Algo no andaba bien…
Durante días, había notado un cambio en ella. Fue sutil al principio, pero innegable.
Beatriz siempre había estado allí… siempre rondando cerca, provocándolo, buscando excusas para hablar con él.
Y de repente, ya no estaba.
Durante varios días, no había estado en ningún lugar a su alcance. Eso lo inquietaba más de lo que quisiera admitir. La había visto antes durante la ceremonia de coronación. Recordaba claramente a Riela acercándose a ella y guiándola hacia el pasillo.
Naturalmente, había asumido que se unirían a los demás en el gran salón, donde los oficiales, familiares y aliados cercanos estaban reunidos para la cena de celebración. Pero ella no estaba aquí.
—Probablemente están afuera… en el pabellón —murmuró, con las cejas aún fruncidas.
Sin perder un segundo más, Uriel se dio la vuelta bruscamente y salió del gran salón.

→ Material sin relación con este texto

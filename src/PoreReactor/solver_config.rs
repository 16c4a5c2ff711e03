//! # Solver Configuration Module
//!
//! Configuration and result structures of the nonlinear solve.
//!
//! ## Main Structures
//!
//! - **`SolverOptions`**: full option set of one solver attempt (tolerances, regularization
//!   strategy, scaling, bounds handling, linear algebra backend)
//!   - `SolverOptions::primary()` robust settings of the first attempt
//!   - `SolverOptions::relaxed()` derived settings of the single retry
//! - **`SolveSettings`**: what the caller chooses (iteration cap, tolerance, mesh, verbosity),
//!   expands to `SolverOptions`
//! - **`SolverResults`**: termination condition, status, iteration count, final errors and
//!   which attempt produced them
//!
//! ## Interesting Code Features
//!
//! ### Pure retry derivation
//! `relaxed()` takes the primary options by reference and returns a new value, so the retry
//! policy can be tested without running any solve.
//!
//! ### Termination as data
//! Non-optimal terminations are not errors. `TerminationCondition` and `SolverStatus` are
//! plain enums inspected by the caller; only `SolveFailure` (singular or non-finite linear
//! algebra) travels through `Result`.
use crate::PoreReactor::collocation::MeshConfig;
use crate::PoreReactor::reactor_errors::CascadeError;
use std::fmt;

/// Upper bound of the regularization shift before a solve is declared infeasible
pub const MU_MAX: f64 = 1e6;

/// How the regularization shift evolves between iterations
#[derive(Debug, Clone, Copy, PartialEq, Eq)]
pub enum MuStrategy {
    /// decrease x10 after an accepted step, increase x10 after a failed line search
    Adaptive,
    /// decrease by a constant factor after every accepted step
    Monotone,
}

#[derive(Debug, Clone, Copy, PartialEq, Eq)]
pub enum ScalingMethod {
    None,
    /// rows scaled so that the largest Jacobian entry at the starting point is at most 100
    GradientBased,
}

/// Dense factorization used for the diagonal blocks and the Schur complement
#[derive(Debug, Clone, Copy, PartialEq, Eq)]
pub enum LinearSolver {
    /// LU with partial pivoting
    DenseLu,
    /// LU with full pivoting, slower, more robust on nearly singular blocks
    FullPivLu,
}

#[derive(Debug, Clone, PartialEq)]
pub struct SolverOptions {
    pub max_iter: usize,
    pub tol: f64,
    pub constr_viol_tol: f64,
    pub acceptable_tol: f64,
    pub acceptable_iter: usize,
    pub mu_strategy: MuStrategy,
    pub mu_init: f64,
    pub bound_relax_factor: f64,
    pub honor_original_bounds: bool,
    pub scaling: ScalingMethod,
    pub linear_solver: LinearSolver,
    /// lower bound 0 on every concentration variable
    pub nonnegative_concentrations: bool,
    pub verbose: bool,
}

impl SolverOptions {
    /// Settings of the first attempt
    pub fn primary(max_iter: usize, tol: f64) -> Self {
        Self {
            max_iter,
            tol,
            constr_viol_tol: tol,
            acceptable_tol: 1e-4,
            acceptable_iter: 5,
            mu_strategy: MuStrategy::Adaptive,
            mu_init: 1e-5,
            bound_relax_factor: 1e-8,
            honor_original_bounds: false,
            scaling: ScalingMethod::GradientBased,
            linear_solver: LinearSolver::DenseLu,
            nonnegative_concentrations: false,
            verbose: false,
        }
    }

    /// Settings of the retry: larger iteration cap, looser tolerance, larger initial
    /// regularization and bound relaxation. Everything else is kept.
    pub fn relaxed(&self) -> Self {
        Self {
            max_iter: 5000,
            tol: 1e-4,
            mu_init: 1e-3,
            bound_relax_factor: 1e-6,
            ..self.clone()
        }
    }

    pub fn validate(&self) -> Result<(), CascadeError> {
        if self.max_iter == 0 {
            return Err(CascadeError::InvalidParameter(
                "max_iter must be positive".to_string(),
            ));
        }
        for (name, value) in [
            ("tol", self.tol),
            ("constr_viol_tol", self.constr_viol_tol),
            ("acceptable_tol", self.acceptable_tol),
        ] {
            if !(value > 0.0) {
                return Err(CascadeError::InvalidParameter(format!(
                    "{} must be positive, got {}",
                    name, value
                )));
            }
        }
        if !(self.mu_init >= 0.0) || !(self.bound_relax_factor >= 0.0) {
            return Err(CascadeError::InvalidParameter(
                "mu_init and bound_relax_factor must be non-negative".to_string(),
            ));
        }
        Ok(())
    }
}

impl Default for SolverOptions {
    fn default() -> Self {
        Self::primary(5000, 1e-6)
    }
}

/// Caller-facing solve settings
#[derive(Debug, Clone, PartialEq)]
pub struct SolveSettings {
    pub max_iter: usize,
    pub tol: f64,
    /// tolerance on the unscaled residual, `tol` unless set
    pub constr_viol_tol: f64,
    pub verbose: bool,
    pub linear_solver: LinearSolver,
    pub nonnegative_concentrations: bool,
    /// used when the model has not been discretized yet
    pub mesh: MeshConfig,
}

impl Default for SolveSettings {
    fn default() -> Self {
        Self {
            max_iter: 5000,
            tol: 1e-6,
            constr_viol_tol: 1e-6,
            verbose: false,
            linear_solver: LinearSolver::DenseLu,
            nonnegative_concentrations: false,
            mesh: MeshConfig::default(),
        }
    }
}

impl SolveSettings {
    pub fn new(max_iter: usize, tol: f64) -> Self {
        Self {
            max_iter,
            tol,
            constr_viol_tol: tol,
            ..Self::default()
        }
    }

    pub fn with_constr_viol_tol(mut self, constr_viol_tol: f64) -> Self {
        self.constr_viol_tol = constr_viol_tol;
        self
    }

    pub fn with_mesh(mut self, mesh: MeshConfig) -> Self {
        self.mesh = mesh;
        self
    }

    pub fn solver_options(&self) -> SolverOptions {
        SolverOptions {
            constr_viol_tol: self.constr_viol_tol,
            linear_solver: self.linear_solver,
            nonnegative_concentrations: self.nonnegative_concentrations,
            verbose: self.verbose,
            ..SolverOptions::primary(self.max_iter, self.tol)
        }
    }
}

#[derive(Debug, Clone, Copy, PartialEq, Eq)]
pub enum TerminationCondition {
    Optimal,
    Infeasible,
    MaxIterations,
    Error,
}

impl fmt::Display for TerminationCondition {
    fn fmt(&self, f: &mut fmt::Formatter<'_>) -> fmt::Result {
        let s = match self {
            TerminationCondition::Optimal => "optimal",
            TerminationCondition::Infeasible => "infeasible",
            TerminationCondition::MaxIterations => "maxIterations",
            TerminationCondition::Error => "error",
        };
        write!(f, "{}", s)
    }
}

#[derive(Debug, Clone, Copy, PartialEq, Eq)]
pub enum SolverStatus {
    Ok,
    Warning,
    Error,
}

impl fmt::Display for SolverStatus {
    fn fmt(&self, f: &mut fmt::Formatter<'_>) -> fmt::Result {
        let s = match self {
            SolverStatus::Ok => "ok",
            SolverStatus::Warning => "warning",
            SolverStatus::Error => "error",
        };
        write!(f, "{}", s)
    }
}

/// Stage of the robust solve
#[derive(Debug, Clone, Copy, PartialEq, Eq)]
pub enum SolveAttempt {
    Primary,
    Relaxed,
    /// both attempts failed, the failure is reported as data
    Reported,
}

#[derive(Debug, Clone, PartialEq)]
pub struct SolverResults {
    pub termination: TerminationCondition,
    pub status: SolverStatus,
    pub iterations: usize,
    /// ‖residual‖∞ at the returned point
    pub constraint_violation: f64,
    /// ‖scaled residual‖∞ at the returned point
    pub scaled_error: f64,
    pub attempt: SolveAttempt,
    pub message: String,
}

impl SolverResults {
    pub fn is_optimal(&self) -> bool {
        self.termination == TerminationCondition::Optimal
    }
}

#[cfg(test)]
mod tests {
    use super::*;

    #[test]
    fn test_primary_options() {
        let options = SolverOptions::primary(3000, 1e-6);
        assert_eq!(options.constr_viol_tol, 1e-6);
        assert_eq!(options.acceptable_tol, 1e-4);
        assert_eq!(options.acceptable_iter, 5);
        assert_eq!(options.mu_strategy, MuStrategy::Adaptive);
        assert_eq!(options.mu_init, 1e-5);
        assert_eq!(options.bound_relax_factor, 1e-8);
        assert!(!options.honor_original_bounds);
        assert_eq!(options.scaling, ScalingMethod::GradientBased);
        assert!(options.validate().is_ok());
    }

    #[test]
    fn test_relaxed_is_pure() {
        let mut primary = SolverOptions::primary(100, 1e-8);
        primary.linear_solver = LinearSolver::FullPivLu;
        let relaxed = primary.relaxed();
        assert_eq!(relaxed.max_iter, 5000);
        assert_eq!(relaxed.tol, 1e-4);
        assert_eq!(relaxed.mu_init, 1e-3);
        assert_eq!(relaxed.bound_relax_factor, 1e-6);
        // untouched options survive, the primary is unchanged
        assert_eq!(relaxed.linear_solver, LinearSolver::FullPivLu);
        assert_eq!(relaxed.acceptable_tol, 1e-4);
        assert_eq!(primary.max_iter, 100);
        assert_eq!(primary.mu_init, 1e-5);
    }

    #[test]
    fn test_settings_expand_to_options() {
        let settings = SolveSettings {
            verbose: true,
            ..SolveSettings::new(1000, 1e-4)
        };
        let options = settings.solver_options();
        assert_eq!(options.max_iter, 1000);
        assert_eq!(options.tol, 1e-4);
        assert_eq!(options.constr_viol_tol, 1e-4);
        assert!(options.verbose);

        let settings = SolveSettings::new(1000, 1e-6).with_constr_viol_tol(1e-8);
        let options = settings.solver_options();
        assert_eq!(options.tol, 1e-6);
        assert_eq!(options.constr_viol_tol, 1e-8);
        // the retry loosens tol but keeps the violation tolerance
        assert_eq!(options.relaxed().constr_viol_tol, 1e-8);

        let bad = SolveSettings::new(1000, 1e-6).with_constr_viol_tol(0.0);
        assert!(matches!(
            bad.solver_options().validate(),
            Err(CascadeError::InvalidParameter(_))
        ));
    }

    #[test]
    fn test_invalid_options() {
        let mut options = SolverOptions::default();
        options.tol = 0.0;
        assert!(options.validate().is_err());
        let mut options = SolverOptions::default();
        options.max_iter = 0;
        assert!(options.validate().is_err());
    }
}
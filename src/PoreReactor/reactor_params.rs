//! # Domain & Parameter Store
//!
//! Holds the ordered species set of the cascade, the enzymes converting each species into the
//! next one, the two continuous domains (reaction time `[0, t_f]` and pore position `[0, L]`)
//! and all scalar/per-species/per-enzyme physical constants.
//!
//! ## Nomenclature
//!
//! | Symbol | Description | Units (reference set) |
//! |--------|-------------|-------|
//! | `S_i,0` | initial bulk concentration of species i | mM |
//! | `t_f` | total reaction time | min |
//! | `N_p` | total pore count | - |
//! | `L` | pore length | dm |
//! | `A` | pore cross-sectional area | dm² |
//! | `D_i` | diffusivity of species i | dm²/min |
//! | `E_j^max` | maximum surface density of enzyme j | μmol/dm² |
//! | `k_j` | first-order rate constant of enzyme j | dm²/μmol/min |
//! | `K_M,j` | Michaelis constant of enzyme j | mM |
//!
//! `ReactorConfig` is the raw record (serde-friendly, keyed by names), `ReactorParams` is the
//! validated, immutable snapshot a model is built from. Parameter sweeps build a new
//! `ReactorParams` per point (see [`ReactorParams::with_max_density`]), a model never observes
//! changes made after it was built.
use crate::PoreReactor::reactor_errors::CascadeError;
use serde::{Deserialize, Serialize};
use std::collections::HashMap;

/// Kinetic law of the immobilized enzymes
#[derive(Debug, Clone, Copy, PartialEq, Eq, Default, Serialize, Deserialize)]
#[serde(rename_all = "snake_case")]
pub enum KineticLaw {
    /// r = k·E·S
    #[default]
    FirstOrder,
    /// r = k·E·S / (1 + S/K_M), reduces to the first-order law for S << K_M
    MichaelisMenten,
}

/// Raw configuration record. Per-species and per-enzyme values are keyed by name,
/// the order of the cascade is given by `species` and `enzymes`.
#[derive(Debug, Clone, PartialEq, Serialize, Deserialize)]
pub struct ReactorConfig {
    pub species: Vec<String>,
    /// enzyme j converts species j into species j+1
    pub enzymes: Vec<String>,
    pub initial_concentrations: HashMap<String, f64>,
    pub reaction_time: f64,
    pub pores_count: f64,
    pub pore_length: f64,
    pub pore_area: f64,
    pub diffusivity: HashMap<String, f64>,
    pub max_enzyme_density: HashMap<String, f64>,
    pub reaction_const: HashMap<String, f64>,
    pub michaelis_const: HashMap<String, f64>,
    #[serde(default)]
    pub kinetics: KineticLaw,
}

impl Default for ReactorConfig {
    /// Reference batch reactor: S1 -> S2 -> S3 over 480 min
    fn default() -> Self {
        let species: Vec<String> = ["S1", "S2", "S3"].iter().map(|s| s.to_string()).collect();
        let enzymes: Vec<String> = ["Enzyme_A", "Enzyme_B"]
            .iter()
            .map(|s| s.to_string())
            .collect();
        Self {
            initial_concentrations: HashMap::from([
                ("S1".to_string(), 1000.0),
                ("S2".to_string(), 0.1),
                ("S3".to_string(), 0.1),
            ]),
            reaction_time: 480.0,
            pores_count: 5e14,
            pore_length: 2e-4,
            pore_area: 8e-15,
            diffusivity: HashMap::from([
                ("S1".to_string(), 1e-8),
                ("S2".to_string(), 5e-6),
                ("S3".to_string(), 5e-6),
            ]),
            max_enzyme_density: HashMap::from([
                ("Enzyme_A".to_string(), 5.0),
                ("Enzyme_B".to_string(), 5.0),
            ]),
            reaction_const: HashMap::from([
                ("Enzyme_A".to_string(), 30.0),
                ("Enzyme_B".to_string(), 80.0),
            ]),
            michaelis_const: HashMap::from([
                ("Enzyme_A".to_string(), 5.0),
                ("Enzyme_B".to_string(), 10.0),
            ]),
            kinetics: KineticLaw::FirstOrder,
            species,
            enzymes,
        }
    }
}

/// Continuous, ordered interval of an independent variable
#[derive(Debug, Clone, Copy, PartialEq)]
pub struct ContinuousDomain {
    pub start: f64,
    pub end: f64,
}

impl ContinuousDomain {
    pub fn new(start: f64, end: f64) -> Self {
        Self { start, end }
    }
    pub fn length(&self) -> f64 {
        self.end - self.start
    }
}

/// Validated, read-only parameter snapshot of one reactor
#[derive(Debug, Clone, PartialEq)]
pub struct ReactorParams {
    species: Vec<String>,
    enzymes: Vec<String>,
    initial_concentrations: Vec<f64>,
    diffusivity: Vec<f64>,
    max_enzyme_density: Vec<f64>,
    reaction_const: Vec<f64>,
    michaelis_const: Vec<f64>,
    pores_count: f64,
    pore_area: f64,
    kinetics: KineticLaw,
    time_domain: ContinuousDomain,
    pore_domain: ContinuousDomain,
}

fn lookup(
    map: &HashMap<String, f64>,
    key: &str,
    table: &str,
) -> Result<f64, CascadeError> {
    map.get(key).copied().ok_or_else(|| {
        CascadeError::Configuration(format!("missing key '{}' in '{}'", key, table))
    })
}

impl ReactorParams {
    /// Validates the raw record and builds the species set and both domains
    pub fn from_config(config: &ReactorConfig) -> Result<Self, CascadeError> {
        if config.species.len() < 2 {
            return Err(CascadeError::Configuration(
                "cascade needs at least two species".to_string(),
            ));
        }
        if config.enzymes.len() + 1 != config.species.len() {
            return Err(CascadeError::Configuration(format!(
                "{} species need {} enzymes, got {}",
                config.species.len(),
                config.species.len() - 1,
                config.enzymes.len()
            )));
        }
        for (i, name) in config.species.iter().enumerate() {
            if config.species[..i].contains(name) {
                return Err(CascadeError::Configuration(format!(
                    "duplicate species '{}'",
                    name
                )));
            }
        }
        for (j, name) in config.enzymes.iter().enumerate() {
            if config.enzymes[..j].contains(name) {
                return Err(CascadeError::Configuration(format!(
                    "duplicate enzyme '{}'",
                    name
                )));
            }
        }
        // domain bounds and geometry
        let positive = [
            ("reaction_time", config.reaction_time),
            ("pore_length", config.pore_length),
            ("pores_count", config.pores_count),
            ("pore_area", config.pore_area),
        ];
        for (name, value) in positive {
            if !(value > 0.0) || !value.is_finite() {
                return Err(CascadeError::Configuration(format!(
                    "{} must be positive, got {}",
                    name, value
                )));
            }
        }

        let mut initial_concentrations = Vec::with_capacity(config.species.len());
        let mut diffusivity = Vec::with_capacity(config.species.len());
        for s in &config.species {
            let c0 = lookup(&config.initial_concentrations, s, "initial_concentrations")?;
            if !(c0 >= 0.0) || !c0.is_finite() {
                return Err(CascadeError::Configuration(format!(
                    "initial concentration of {} must be non-negative, got {}",
                    s, c0
                )));
            }
            let d = lookup(&config.diffusivity, s, "diffusivity")?;
            if !(d > 0.0) {
                return Err(CascadeError::Configuration(format!(
                    "diffusivity of {} must be positive, got {}",
                    s, d
                )));
            }
            initial_concentrations.push(c0);
            diffusivity.push(d);
        }

        let mut max_enzyme_density = Vec::with_capacity(config.enzymes.len());
        let mut reaction_const = Vec::with_capacity(config.enzymes.len());
        let mut michaelis_const = Vec::with_capacity(config.enzymes.len());
        for e in &config.enzymes {
            let e_max = lookup(&config.max_enzyme_density, e, "max_enzyme_density")?;
            let k = lookup(&config.reaction_const, e, "reaction_const")?;
            let k_m = lookup(&config.michaelis_const, e, "michaelis_const")?;
            if !(e_max >= 0.0) || !(k >= 0.0) {
                return Err(CascadeError::Configuration(format!(
                    "enzyme {}: density and rate constant must be non-negative",
                    e
                )));
            }
            if !(k_m > 0.0) {
                return Err(CascadeError::Configuration(format!(
                    "enzyme {}: Michaelis constant must be positive, got {}",
                    e, k_m
                )));
            }
            max_enzyme_density.push(e_max);
            reaction_const.push(k);
            michaelis_const.push(k_m);
        }

        Ok(Self {
            species: config.species.clone(),
            enzymes: config.enzymes.clone(),
            initial_concentrations,
            diffusivity,
            max_enzyme_density,
            reaction_const,
            michaelis_const,
            pores_count: config.pores_count,
            pore_area: config.pore_area,
            kinetics: config.kinetics,
            time_domain: ContinuousDomain::new(0.0, config.reaction_time),
            pore_domain: ContinuousDomain::new(0.0, config.pore_length),
        })
    }

    /// Copy of the snapshot with one enzyme loading replaced (parameter sweeps)
    pub fn with_max_density(&self, enzyme: &str, value: f64) -> Result<Self, CascadeError> {
        let j = self.enzyme_index(enzyme)?;
        if !(value >= 0.0) || !value.is_finite() {
            return Err(CascadeError::InvalidParameter(format!(
                "maximum density of {} must be non-negative, got {}",
                enzyme, value
            )));
        }
        let mut params = self.clone();
        params.max_enzyme_density[j] = value;
        Ok(params)
    }

    /// Copy of the snapshot with another kinetic law
    pub fn with_kinetics(&self, kinetics: KineticLaw) -> Self {
        let mut params = self.clone();
        params.kinetics = kinetics;
        params
    }

    pub fn species(&self) -> &[String] {
        &self.species
    }
    pub fn enzymes(&self) -> &[String] {
        &self.enzymes
    }
    pub fn n_species(&self) -> usize {
        self.species.len()
    }
    pub fn n_enzymes(&self) -> usize {
        self.enzymes.len()
    }
    pub fn species_index(&self, name: &str) -> Result<usize, CascadeError> {
        self.species
            .iter()
            .position(|s| s == name)
            .ok_or_else(|| CascadeError::Configuration(format!("unknown species '{}'", name)))
    }
    pub fn enzyme_index(&self, name: &str) -> Result<usize, CascadeError> {
        self.enzymes
            .iter()
            .position(|e| e == name)
            .ok_or_else(|| CascadeError::Configuration(format!("unknown enzyme '{}'", name)))
    }
    pub fn initial_concentrations(&self) -> &[f64] {
        &self.initial_concentrations
    }
    pub fn diffusivity(&self) -> &[f64] {
        &self.diffusivity
    }
    pub fn max_enzyme_density(&self) -> &[f64] {
        &self.max_enzyme_density
    }
    pub fn reaction_const(&self) -> &[f64] {
        &self.reaction_const
    }
    pub fn michaelis_const(&self) -> &[f64] {
        &self.michaelis_const
    }
    pub fn pores_count(&self) -> f64 {
        self.pores_count
    }
    pub fn pore_area(&self) -> f64 {
        self.pore_area
    }
    pub fn pore_length(&self) -> f64 {
        self.pore_domain.length()
    }
    pub fn reaction_time(&self) -> f64 {
        self.time_domain.length()
    }
    pub fn kinetics(&self) -> KineticLaw {
        self.kinetics
    }
    pub fn time_domain(&self) -> ContinuousDomain {
        self.time_domain
    }
    pub fn pore_domain(&self) -> ContinuousDomain {
        self.pore_domain
    }
}

#[cfg(test)]
mod tests {
    use super::*;

    #[test]
    fn test_reference_config_is_valid() {
        let params = ReactorParams::from_config(&ReactorConfig::default()).unwrap();
        assert_eq!(params.n_species(), 3);
        assert_eq!(params.n_enzymes(), 2);
        assert_eq!(params.species_index("S2").unwrap(), 1);
        assert_eq!(params.pore_length(), 2e-4);
        assert_eq!(params.reaction_time(), 480.0);
        assert_eq!(params.time_domain().start, 0.0);
        assert_eq!(params.diffusivity(), &[1e-8, 5e-6, 5e-6]);
        assert_eq!(params.kinetics(), KineticLaw::FirstOrder);
    }

    #[test]
    fn test_missing_key_is_configuration_error() {
        let mut config = ReactorConfig::default();
        config.diffusivity.remove("S3");
        let err = ReactorParams::from_config(&config).unwrap_err();
        match err {
            CascadeError::Configuration(msg) => assert!(msg.contains("S3")),
            other => panic!("unexpected error {:?}", other),
        }

        let mut config = ReactorConfig::default();
        config.michaelis_const.remove("Enzyme_B");
        assert!(matches!(
            ReactorParams::from_config(&config),
            Err(CascadeError::Configuration(_))
        ));
    }

    #[test]
    fn test_non_positive_domain_bounds_rejected() {
        let mut config = ReactorConfig::default();
        config.pore_length = 0.0;
        assert!(matches!(
            ReactorParams::from_config(&config),
            Err(CascadeError::Configuration(_))
        ));
        let mut config = ReactorConfig::default();
        config.reaction_time = -1.0;
        assert!(matches!(
            ReactorParams::from_config(&config),
            Err(CascadeError::Configuration(_))
        ));
    }

    #[test]
    fn test_enzyme_count_must_match_cascade() {
        let mut config = ReactorConfig::default();
        config.enzymes.pop();
        assert!(matches!(
            ReactorParams::from_config(&config),
            Err(CascadeError::Configuration(_))
        ));
    }

    #[test]
    fn test_with_max_density_leaves_original_untouched() {
        let params = ReactorParams::from_config(&ReactorConfig::default()).unwrap();
        let swept = params.with_max_density("Enzyme_A", 8.0).unwrap();
        assert_eq!(params.max_enzyme_density()[0], 5.0);
        assert_eq!(swept.max_enzyme_density()[0], 8.0);
        assert!(params.with_max_density("Enzyme_C", 1.0).is_err());
        assert!(params.with_max_density("Enzyme_A", -1.0).is_err());
    }
}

Tal como sospechaba, encontró a Beatriz afuera en el pabellón abierto. Los faroles brillaban cálidamente sobre la multitud, las risas y la música se mezclaban en el aire nocturno. Y allí estaba ella.
Su rostro se ensombreció mientras comenzaba a caminar hacia ella… solo para detenerse a medio camino.
Beatriz estaba sonriendo. No la sonrisa educada que usaba para ocasiones formales, sino esa radiante y dulce que le llegaba a los ojos.
Se reía suavemente de algo que había dicho un caballero, su postura relajada, elegante. Varios hombres la rodeaban, claramente ansiosos por su atención. Probablemente los cumplidos fluían libremente, y ella los recibía con elegancia practicada.
Uriel sintió que algo se tensaba en su pecho. «¿Qué estoy haciendo?», se preguntó a sí mismo.
Su cuerpo permanecía inmóvil donde estaba.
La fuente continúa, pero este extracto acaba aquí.